(Stored data entries)
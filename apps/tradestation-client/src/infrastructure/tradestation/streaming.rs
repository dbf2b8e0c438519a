//! Newline-delimited JSON streams for bars and quotes.
//!
//! Each stream is backed by a spawned connection task feeding a bounded
//! channel. The task reconnects with backoff after end of stream, transport
//! failures or error records, and stops only when cancelled or when the
//! consumer drops the stream.

use futures::{Stream, StreamExt, TryStreamExt};
use serde_json::{Map, Value};
use tokio::sync::mpsc;
use tokio_stream::wrappers::ReceiverStream;
use tokio_util::codec::{FramedRead, LinesCodec};
use tokio_util::io::StreamReader;
use tokio_util::sync::CancellationToken;

use super::bars::parse_bar;
use super::client::TradeStationClient;
use super::reconnect::{BackoffConfig, ReconnectBackoff};
use crate::domain::{Bar, Quote};
use crate::error::ClientError;
use crate::infrastructure::metrics::{self, StreamKind};

/// Longest line accepted from a stream.
const MAX_LINE_BYTES: usize = 1 << 20;

// =============================================================================
// Line Classification
// =============================================================================

/// What a single stream line turned out to be.
#[derive(Debug, PartialEq)]
enum Line<T> {
    /// Data record for the consumer.
    Record(T),
    /// Blank line, heartbeat or status message.
    Ignored,
    /// Line that could not be parsed; skipped.
    Invalid(String),
    /// Server-reported error; the connection is dropped.
    Error(String),
}

/// Static description of one stream type.
struct Feed<T> {
    kind: StreamKind,
    path: String,
    query: Vec<(&'static str, String)>,
    symbol: String,
    /// Field whose absence marks a control record. An `Error` field marks a
    /// failure whether or not this one is present.
    data_key: &'static str,
    parse: fn(Map<String, Value>, &str) -> Result<T, ClientError>,
}

impl<T> Feed<T> {
    fn classify(&self, line: &str) -> Line<T> {
        let line = line.trim();
        if line.is_empty() {
            return Line::Ignored;
        }

        let fields = match serde_json::from_str::<Value>(line) {
            Ok(Value::Object(fields)) => fields,
            Ok(_) => return Line::Invalid("line is not a JSON object".to_string()),
            Err(e) => return Line::Invalid(e.to_string()),
        };

        if let Some(error) = fields.get("Error") {
            return Line::Error(control_error(error, fields.get("Message")));
        }
        if !fields.contains_key(self.data_key) {
            return Line::Ignored;
        }

        match (self.parse)(fields, &self.symbol) {
            Ok(record) => Line::Record(record),
            Err(e) => Line::Invalid(e.to_string()),
        }
    }
}

fn control_error(error: &Value, message: Option<&Value>) -> String {
    let text = |v: &Value| v.as_str().map_or_else(|| v.to_string(), str::to_string);
    match message {
        Some(message) => format!("{}: {}", text(error), text(message)),
        None => text(error),
    }
}

fn bar_record(fields: Map<String, Value>, symbol: &str) -> Result<Bar, ClientError> {
    parse_bar(&fields, symbol)
}

fn quote_record(fields: Map<String, Value>, _symbol: &str) -> Result<Quote, ClientError> {
    serde_json::from_value(Value::Object(fields))
        .map_err(|e| ClientError::data_format(e.to_string()))
}

// =============================================================================
// Connection Loop
// =============================================================================

/// Why a connection ended.
#[derive(Debug)]
enum Disconnect {
    Cancelled,
    ConsumerGone,
    EndOfStream,
    Failed(ClientError),
}

impl TradeStationClient {
    /// Live five-minute bars for `symbol`.
    ///
    /// The stream ends only when `cancel` (or the client's own token) fires
    /// or the returned stream is dropped.
    pub fn stream_bars(
        &self,
        symbol: &str,
        cancel: CancellationToken,
    ) -> impl Stream<Item = Bar> + Send + Unpin + 'static {
        self.spawn_feed(
            Feed {
                kind: StreamKind::Bars,
                path: format!("/marketdata/stream/barcharts/{symbol}"),
                query: vec![("interval", "5".to_string()), ("unit", "Minute".to_string())],
                symbol: symbol.to_string(),
                data_key: "High",
                parse: bar_record,
            },
            cancel,
        )
    }

    /// Live quotes for `symbol`. Same lifetime rules as [`Self::stream_bars`].
    pub fn stream_quotes(
        &self,
        symbol: &str,
        cancel: CancellationToken,
    ) -> impl Stream<Item = Quote> + Send + Unpin + 'static {
        self.spawn_feed(
            Feed {
                kind: StreamKind::Quotes,
                path: format!("/marketdata/stream/quotes/{symbol}"),
                query: Vec::new(),
                symbol: symbol.to_string(),
                data_key: "Symbol",
                parse: quote_record,
            },
            cancel,
        )
    }

    fn spawn_feed<T: Send + 'static>(
        &self,
        feed: Feed<T>,
        cancel: CancellationToken,
    ) -> ReceiverStream<T> {
        let (tx, rx) = mpsc::channel(self.config().stream.channel_capacity.max(1));
        let client = self.clone();
        tokio::spawn(async move { client.run_feed(feed, tx, cancel).await });
        ReceiverStream::new(rx)
    }

    async fn run_feed<T: Send>(&self, feed: Feed<T>, tx: mpsc::Sender<T>, cancel: CancellationToken) {
        let mut backoff = ReconnectBackoff::new(BackoffConfig::from(&self.config().stream));
        let mut force_refresh = false;

        loop {
            let disconnect = self
                .connect_and_forward(&feed, &tx, &cancel, &mut backoff, force_refresh)
                .await;
            force_refresh = matches!(
                disconnect,
                Disconnect::Failed(ClientError::Http { status: 401, .. })
            );

            match disconnect {
                Disconnect::Cancelled => {
                    tracing::info!(symbol = %feed.symbol, stream = feed.kind.as_str(), "Stream cancelled");
                    return;
                }
                Disconnect::ConsumerGone => {
                    tracing::debug!(symbol = %feed.symbol, stream = feed.kind.as_str(), "Stream consumer dropped");
                    return;
                }
                Disconnect::EndOfStream => {
                    tracing::info!(symbol = %feed.symbol, stream = feed.kind.as_str(), "Stream ended by server");
                }
                Disconnect::Failed(e) => {
                    tracing::warn!(
                        symbol = %feed.symbol,
                        stream = feed.kind.as_str(),
                        error = %e,
                        "Stream connection failed"
                    );
                }
            }

            let delay = backoff.next_delay();
            tracing::info!(
                symbol = %feed.symbol,
                stream = feed.kind.as_str(),
                attempt = backoff.attempts(),
                delay_ms = delay.as_millis(),
                "Reconnecting stream"
            );
            metrics::record_reconnect(feed.kind);

            tokio::select! {
                () = cancel.cancelled() => return,
                () = self.cancel_token().cancelled() => return,
                () = tx.closed() => return,
                () = tokio::time::sleep(delay) => {}
            }
        }
    }

    async fn connect_and_forward<T: Send>(
        &self,
        feed: &Feed<T>,
        tx: &mpsc::Sender<T>,
        cancel: &CancellationToken,
        backoff: &mut ReconnectBackoff,
        force_refresh: bool,
    ) -> Disconnect {
        let opened = tokio::select! {
            biased;
            () = cancel.cancelled() => return Disconnect::Cancelled,
            () = tx.closed() => return Disconnect::ConsumerGone,
            opened = async {
                let token = self.ensure_token(force_refresh).await?;
                self.inner
                    .http
                    .open_stream(&self.config().api(&feed.path), &feed.query, &token)
                    .await
            } => opened,
        };
        let response = match opened {
            Ok(response) => response,
            Err(ClientError::Cancelled) => return Disconnect::Cancelled,
            Err(e) => return Disconnect::Failed(e),
        };
        tracing::info!(symbol = %feed.symbol, stream = feed.kind.as_str(), "Stream connected");

        let body = response.bytes_stream().map_err(std::io::Error::other);
        let mut lines = FramedRead::new(
            StreamReader::new(body),
            LinesCodec::new_with_max_length(MAX_LINE_BYTES),
        );
        let mut delivered = false;

        loop {
            let next = tokio::select! {
                biased;
                () = cancel.cancelled() => return Disconnect::Cancelled,
                () = self.cancel_token().cancelled() => return Disconnect::Cancelled,
                () = tx.closed() => return Disconnect::ConsumerGone,
                next = lines.next() => next,
            };

            let line = match next {
                None => return Disconnect::EndOfStream,
                Some(Err(e)) => return Disconnect::Failed(ClientError::Network(e.to_string())),
                Some(Ok(line)) => line,
            };

            match feed.classify(&line) {
                Line::Ignored => {}
                Line::Invalid(reason) => {
                    tracing::warn!(
                        symbol = %feed.symbol,
                        stream = feed.kind.as_str(),
                        error = %reason,
                        "Skipping unparseable stream line"
                    );
                }
                Line::Error(message) => {
                    tracing::error!(
                        symbol = %feed.symbol,
                        stream = feed.kind.as_str(),
                        error = %message,
                        "Error record in stream"
                    );
                    return Disconnect::Failed(ClientError::DataFormat(message));
                }
                Line::Record(record) => {
                    if !delivered {
                        delivered = true;
                        backoff.reset();
                    }
                    metrics::record_stream_record(feed.kind);
                    let sent = tokio::select! {
                        biased;
                        () = cancel.cancelled() => return Disconnect::Cancelled,
                        sent = tx.send(record) => sent,
                    };
                    if sent.is_err() {
                        return Disconnect::ConsumerGone;
                    }
                }
            }
        }
    }
}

**TASK ITEM**. Tally the lines in the entries above that hold the string "query" and state the tally alone.

**ANSWER FOR THIS EXERCISE**. 4